La Direction de l’Analyse économique agricole – Spw Agriculture, Ressources naturelles et Environnement – a mis à jour une méthode de repérage et de prévision d’appartenance d’une exploitation à une classe de viabilité donnée et ce, au départ des données disponibles dans les résultats comptables de l’exploitation.

Temps de lecture : 6 min

La viabilité économique des exploitations agricoles est une préoccupation primordiale pour les agriculteurs, pour leurs partenaires professionnels et les décideurs politiques.

L’étude réalisée par la Direction de l’Analyse économique aborde la viabilité des fermes uniquement sous l’angle économique ; d’autres éléments, par exemple sociaux, environnementaux… ne sont pas considérés. En outre, l’analyse porte sur l’exploitation agricole et les moyens qu’elle dégage et non ceux du ménage qui y vit.
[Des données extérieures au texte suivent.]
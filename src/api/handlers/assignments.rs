//! Handler for the assignment collection.

use axum::{Json, extract::State};

use crate::api::dto::assignment::AssignmentData;
use crate::api::dto::collection::{Collection, Resource};
use crate::error::AppError;
use crate::state::AppState;

/// Lists every assignment.
///
/// # Endpoint
///
/// `GET /v2/assignments`
///
/// Query parameters such as `subject_types` or
/// `immediately_available_for_lessons` are accepted and ignored; the mock
/// always returns the full fixture as a single page.
pub async fn assignments_handler(
    State(state): State<AppState>,
) -> Result<Json<Collection<Resource<AssignmentData>>>, AppError> {
    let assignments = state.catalog_service.list_assignments().await?;

    Ok(Json(Collection::single_page(
        assignments.into_iter().map(Resource::from).collect(),
    )))
}
//! DTOs for health check endpoint.

use serde::Serialize;

/// Health check response with component status.
#[derive(Debug, Serialize)]
pub struct HealthResponse {
    pub status: String,
    pub version: String,
    pub checks: HealthChecks,
}

/// Health status for each in-memory store.
#[derive(Debug, Serialize)]
pub struct HealthChecks {
    pub users: CheckStatus,
    pub tokens: CheckStatus,
    pub catalog: CheckStatus,
}

/// Individual component health status.
#[derive(Debug, Serialize)]
pub struct CheckStatus {
    pub status: String,

    #[serde(skip_serializing_if = "Option::is_none")]
    pub message: Option<String>,
}

impl CheckStatus {
    pub fn ok(message: String) -> Self {
        Self {
            status: "ok".to_string(),
            message: Some(message),
        }
    }

    pub fn error(message: String) -> Self {
        Self {
            status: "error".to_string(),
            message: Some(message),
        }
    }

    pub fn is_ok(&self) -> bool {
        self.status == "ok"
    }
}
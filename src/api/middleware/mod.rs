//! HTTP middleware: bearer authentication, rate limiting and request tracing.

pub mod auth;
pub mod rate_limit;
pub mod tracing;
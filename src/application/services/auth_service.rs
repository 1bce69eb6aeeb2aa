//! Account and bearer-token service.

use base64::Engine as _;
use base64::engine::general_purpose::STANDARD_NO_PAD;
use hmac::{Hmac, Mac};
use serde_json::json;
use sha2::Sha256;
use std::sync::Arc;

use crate::domain::entities::NewUser;
use crate::domain::repositories::{TokenRepository, UserRepository};
use crate::error::AppError;

type HmacSha256 = Hmac<Sha256>;

/// Random bytes per session token (hex encoded to 32 characters).
const TOKEN_BYTES: usize = 16;

/// Random bytes of salt per stored password.
const SALT_BYTES: usize = 16;

/// Service for signup, login and bearer-token resolution.
///
/// Passwords are stored as `base64(salt)$hex(HMAC-SHA256(salt, password))`.
/// Session tokens are hashed with HMAC-SHA256 keyed by `signing_secret` before
/// they reach the token repository, so the map never holds a usable token.
pub struct AuthService<U: UserRepository, T: TokenRepository> {
    users: Arc<U>,
    tokens: Arc<T>,
    signing_secret: String,
}

impl<U: UserRepository, T: TokenRepository> AuthService<U, T> {
    /// Creates a new authentication service.
    ///
    /// # Arguments
    ///
    /// - `users` - account repository
    /// - `tokens` - issued-token repository
    /// - `signing_secret` - HMAC key for token hashes
    pub fn new(users: Arc<U>, tokens: Arc<T>, signing_secret: String) -> Self {
        Self {
            users,
            tokens,
            signing_secret,
        }
    }

    /// Hashes a raw token with HMAC-SHA256 using the server signing secret.
    ///
    /// Returns a 64-character lowercase hex-encoded MAC.
    fn hash_token(&self, token: &str) -> String {
        let mut mac = HmacSha256::new_from_slice(self.signing_secret.as_bytes())
            .expect("HMAC accepts any key length");
        mac.update(token.as_bytes());
        hex::encode(mac.finalize().into_bytes())
    }

    /// Registers a new account.
    ///
    /// # Errors
    ///
    /// Returns [`AppError::Validation`] if either field is empty.
    /// Returns [`AppError::Conflict`] if the username is taken.
    pub async fn create_account(&self, username: &str, password: &str) -> Result<(), AppError> {
        if username.is_empty() || password.is_empty() {
            return Err(AppError::bad_request(
                "username and password required",
                json!({}),
            ));
        }

        if self.users.find_by_username(username).await?.is_some() {
            return Err(AppError::conflict(
                "User already exists",
                json!({ "username": username }),
            ));
        }

        let password_hash = hash_password(password)?;

        self.users
            .insert(NewUser {
                username: username.to_string(),
                password_hash,
            })
            .await?;

        tracing::info!(username, "account created");
        Ok(())
    }

    /// Checks credentials and mints a session token.
    ///
    /// The token stays valid until the process exits.
    ///
    /// # Errors
    ///
    /// Returns [`AppError::Unauthorized`] if the user is unknown or the password
    /// does not match. No token is issued in that case.
    pub async fn authenticate(&self, username: &str, password: &str) -> Result<String, AppError> {
        let user = self.users.find_by_username(username).await?;

        let verified = user
            .as_ref()
            .is_some_and(|u| verify_password(password, &u.password_hash));

        if !verified {
            tracing::debug!(username, "login rejected");
            return Err(AppError::unauthorized(
                "invalid credentials",
                json!({ "reason": "Unknown user or wrong password" }),
            ));
        }

        let token = mint_token()?;
        self.tokens
            .insert(&self.hash_token(&token), username)
            .await?;

        tracing::info!(username, "session token issued");
        Ok(token)
    }

    /// Resolves a bearer token to the username it was issued for.
    ///
    /// # Errors
    ///
    /// Returns [`AppError::Unauthorized`] if the token was never issued.
    pub async fn resolve_token(&self, token: &str) -> Result<String, AppError> {
        self.tokens
            .find_username(&self.hash_token(token))
            .await?
            .ok_or_else(|| {
                AppError::unauthorized("Invalid token", json!({ "reason": "Unknown token" }))
            })
    }

    /// Number of registered accounts.
    pub async fn user_count(&self) -> Result<usize, AppError> {
        self.users.count().await
    }

    /// Number of tokens issued since startup.
    pub async fn token_count(&self) -> Result<usize, AppError> {
        self.tokens.count().await
    }
}

fn random_bytes<const N: usize>() -> Result<[u8; N], AppError> {
    let mut buffer = [0u8; N];
    getrandom::fill(&mut buffer).map_err(|e| {
        AppError::internal("Random source unavailable", json!({ "reason": e.to_string() }))
    })?;
    Ok(buffer)
}

/// Generates an opaque 32-character hex token.
fn mint_token() -> Result<String, AppError> {
    Ok(hex::encode(random_bytes::<TOKEN_BYTES>()?))
}

fn hash_password(password: &str) -> Result<String, AppError> {
    let salt = random_bytes::<SALT_BYTES>()?;
    Ok(format!(
        "{}${}",
        STANDARD_NO_PAD.encode(salt),
        hex::encode(password_mac(&salt, password).finalize().into_bytes())
    ))
}

fn verify_password(password: &str, stored: &str) -> bool {
    let Some((salt, digest)) = stored.split_once('$') else {
        return false;
    };
    let (Ok(salt), Ok(digest)) = (STANDARD_NO_PAD.decode(salt), hex::decode(digest)) else {
        return false;
    };

    password_mac(&salt, password).verify_slice(&digest).is_ok()
}

fn password_mac(salt: &[u8], password: &str) -> HmacSha256 {
    let mut mac = HmacSha256::new_from_slice(salt).expect("HMAC accepts any key length");
    mac.update(password.as_bytes());
    mac
}
//! # SRS Dashboard
//!
//! A mock spaced-repetition provider API and a terminal dashboard that reads it.
//!
//! ## Architecture
//!
//! The provider follows a layered layout:
//!
//! - **Domain Layer** ([`domain`]) - Subjects, assignments, accounts and repository traits
//! - **Application Layer** ([`application`]) - Account and catalog services
//! - **Infrastructure Layer** ([`infrastructure`]) - In-memory repositories and the fixture catalog
//! - **API Layer** ([`api`]) - REST handlers, DTOs, and middleware
//!
//! The [`dashboard`] module is the consumer side: a paginated HTTP client,
//! pure aggregation functions, and the view-state machine driven by the
//! `dashboard` binary.
//!
//! ## Features
//!
//! - Signup, login and bearer-token sessions with hashed secrets at rest
//! - Collection endpoints shaped like the real upstream (`object`, `pages`, `data`)
//! - SRS stage, level and review-window breakdowns
//! - Rate limiting and structured logging
//!
//! ## Quick Start
//!
//! ```bash
//! # Start the mock provider on :3000
//! cargo run
//!
//! # Point the dashboard at it
//! WANIKANI_API_BASE=http://localhost:3000/v2/ cargo run --bin dashboard
//! ```
//!
//! ## Configuration
//!
//! Both binaries read environment variables via [`config`].

pub mod api;
pub mod application;
pub mod dashboard;
pub mod domain;
pub mod error;
pub mod infrastructure;
pub mod state;

pub mod config;
pub mod server;

pub mod routes;

pub use error::AppError;
pub use state::AppState;

/// Commonly used types for external consumers.
///
/// Re-exports frequently used types to simplify imports for library users
/// and integration tests.
pub mod prelude {
    pub use crate::application::services::{AuthService, CatalogService};
    pub use crate::dashboard::{ApiClient, ClientError, DashboardSession, ViewState};
    pub use crate::domain::entities::{Assignment, Subject, SubjectKind};
    pub use crate::error::AppError;
    pub use crate::state::AppState;
}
Il est important de prendre en compte cet aspect car dans de nombreuses exploitations, l’un ou les deux conjoints dispose(nt) d’une source de revenus extérieurs. En Wallonie, plus du quart des exploitants le sont à temps partiel et deux exploitants sur trois n’ont pas de conjoint au travail dans l’exploitation.

On pourrait donc très bien observer des situations dans lesquelles une exploitation n’est pas viable économiquement, alors que l’exploitant et sa famille ne connaissent aucune difficulté financière.

De même, le fait qu’une exploitation se trouve caractérisée par un bon niveau de viabilité ne signifie pas automatiquement que l’exploitant n’est pas face à des difficultés financières si les dépenses privées de la famille sont anormalement élevées.

Selon leur résultat économique, leur capacité à rémunérer la main-d’œuvre et leur endettement, les exploitations du réseau concerné par cette étude ont été classées dans des groupes de risque croissant à l’aide d’un outil statistique.

L’examen des données permet d’analyser l’influence de l’orientation technico-économique de l’exploitation, de sa taille mais également des éléments extérieurs tels que les conditions de marché de certaines années. La figure illustre de cette manière que les exploitations à orientation « viandeuse » sont plus souvent dans une situation économique précaire, en comparaion avec les autres.

Les « mauvaises » années (prix et/ou rendement très bas) se distinguent par une proportion plus élevée d’exploitations à risque.

En pratique, une formule utilisable pour sa propre situation…

La méthode de classification, nécessitant un logiciel statistique, est performante mais n’est guère utile pour celui qui souhaite, au départ des données comptables d’une exploitation, savoir dans quel groupe de viabilité elle se situe. Une relation a donc été établie entre l’appartenance à un groupe à risque et les valeurs de certains ratios économiques. Pour ce faire, des ratios ont été calculés et les plus discriminants permettant de séparer les exploitations supposées viables et de celles « à risque » ont été sélectionnés. Signalons que les valeurs de ces ratios sont exprimées en % et que certains ont été bornés.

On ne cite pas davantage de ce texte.